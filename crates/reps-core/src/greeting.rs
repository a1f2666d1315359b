//! Time-of-day greetings with an optional weather clause.

use crate::weather::{Weather, WeatherCondition};

/// Part of the day a greeting is chosen for.
#[derive(Debug, Clone, Copy, PartialEq, Eq)]
pub enum TimeSlot {
    EarlyMorning,
    Morning,
    Midday,
    Afternoon,
    Evening,
    Night,
}

impl TimeSlot {
    /// Slot for a local hour (0-23).
    pub fn for_hour(hour: u32) -> Self {
        match hour {
            0..=6 => Self::EarlyMorning,
            7..=10 => Self::Morning,
            11..=12 => Self::Midday,
            13..=16 => Self::Afternoon,
            17..=19 => Self::Evening,
            _ => Self::Night,
        }
    }

    pub fn phrases(&self) -> &'static [&'static str] {
        match self {
            Self::EarlyMorning => &[
                "Early one today.",
                "Up before the sun.",
                "Quiet morning.",
                "Beat the alarm.",
            ],
            Self::Morning => &["Morning.", "Good morning.", "Fresh start.", "New day."],
            Self::Midday => &[
                "Midday break?",
                "Lunchtime move?",
                "Middle of the day.",
                "Halfway through.",
            ],
            Self::Afternoon => &[
                "Afternoon.",
                "Got anything left in the tank?",
                "Afternoon session?",
                "Still going.",
            ],
            Self::Evening => &[
                "Still time.",
                "Evening.",
                "Winding down or gearing up?",
                "End of day.",
            ],
            Self::Night => &[
                "Late one.",
                "Night owl.",
                "Burning the midnight oil.",
                "After hours.",
            ],
        }
    }
}

/// Base greeting for `hour`; `pick` selects among the slot's phrases.
pub fn time_greeting(hour: u32, pick: usize) -> &'static str {
    let phrases = TimeSlot::for_hour(hour).phrases();
    phrases[pick % phrases.len()]
}

/// Round half up, as a phone's weather widget would.
fn round_temperature(temperature: f64) -> i64 {
    (temperature + 0.5).floor() as i64
}

/// Short, conversational description of the weather.
pub fn weather_clause(temperature: i64, condition: Option<WeatherCondition>) -> String {
    let t = temperature;
    match condition {
        Some(WeatherCondition::Rain | WeatherCondition::RainShowers | WeatherCondition::Drizzle) => {
            return format!("{}° and raining.", t);
        }
        Some(WeatherCondition::Snow | WeatherCondition::SnowShowers) => {
            return format!("{}° and snowing.", t);
        }
        Some(WeatherCondition::Thunderstorm) => return format!("{}° and stormy.", t),
        Some(WeatherCondition::Foggy) => return format!("{}° and foggy.", t),
        Some(WeatherCondition::Clear) if t > 65 && t < 80 => {
            return format!("Nice day — {}° and clear.", t);
        }
        _ => {}
    }

    if t < 32 {
        format!("It's cold. {}°.", t)
    } else if t < 45 {
        format!("{}° and crisp out there.", t)
    } else if t > 95 {
        format!("{}° and brutal.", t)
    } else if t > 85 {
        format!("Warming up — {}°.", t)
    } else if !(55..=75).contains(&t) {
        format!("{}° outside.", t)
    } else {
        format!("{}°.", t)
    }
}

/// Greeting line, with the weather appended when it is known.
pub fn greeting(hour: u32, pick: usize, weather: Option<&Weather>) -> String {
    let base = time_greeting(hour, pick);
    match weather {
        Some(w) => format!(
            "{} {}",
            base,
            weather_clause(round_temperature(w.temperature), Some(w.condition))
        ),
        None => base.to_string(),
    }
}
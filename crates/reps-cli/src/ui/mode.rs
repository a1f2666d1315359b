//! Output mode routing logic.

/// Output mode determines how results are formatted.
#[derive(Debug, Clone, Copy, PartialEq, Eq, Default)]
pub enum OutputMode {
    /// Machine-readable JSON output only
    Json,
    /// Plain text, stable for logs and scripts
    #[default]
    Plain,
    /// Human-friendly with colors and formatting (TTY only)
    Pretty,
}

impl OutputMode {
    /// Resolve output mode from flags and environment.
    ///
    /// Routing rules:
    /// 1. `--json` overrides everything (exclusive mode)
    /// 2. `TERM=dumb` forces plain
    /// 3. Pretty only when stdout is TTY
    pub fn resolve(json_flag: bool, is_tty: bool, term_is_dumb: bool) -> Self {
        if json_flag {
            return Self::Json;
        }
        if term_is_dumb {
            return Self::Plain;
        }
        if is_tty {
            Self::Pretty
        } else {
            Self::Plain
        }
    }

    /// Check if this mode should output JSON.
    pub fn is_json(&self) -> bool {
        matches!(self, Self::Json)
    }

    /// Check if this mode should output pretty (human) format.
    pub fn is_pretty(&self) -> bool {
        matches!(self, Self::Pretty)
    }
}

#[cfg(test)]
mod tests {
    use super::*;

    #[test]
    fn test_json_exclusive() {
        let mode = OutputMode::resolve(true, true, true);
        assert_eq!(mode, OutputMode::Json);
    }

    #[test]
    fn test_term_dumb_forces_plain() {
        let mode = OutputMode::resolve(false, true, true);
        assert_eq!(mode, OutputMode::Plain);
    }

    #[test]
    fn test_tty_gets_pretty() {
        let mode = OutputMode::resolve(false, true, false);
        assert_eq!(mode, OutputMode::Pretty);
    }

    #[test]
    fn test_non_tty_gets_plain() {
        let mode = OutputMode::resolve(false, false, false);
        assert_eq!(mode, OutputMode::Plain);
    }
}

EXERCISE AIM
What lines above contain the word "crates"? Return each such line.

TASK ANSWER
filename crates/reps-core/src/greeting.rs
filename crates/reps-cli/src/ui/mode.rs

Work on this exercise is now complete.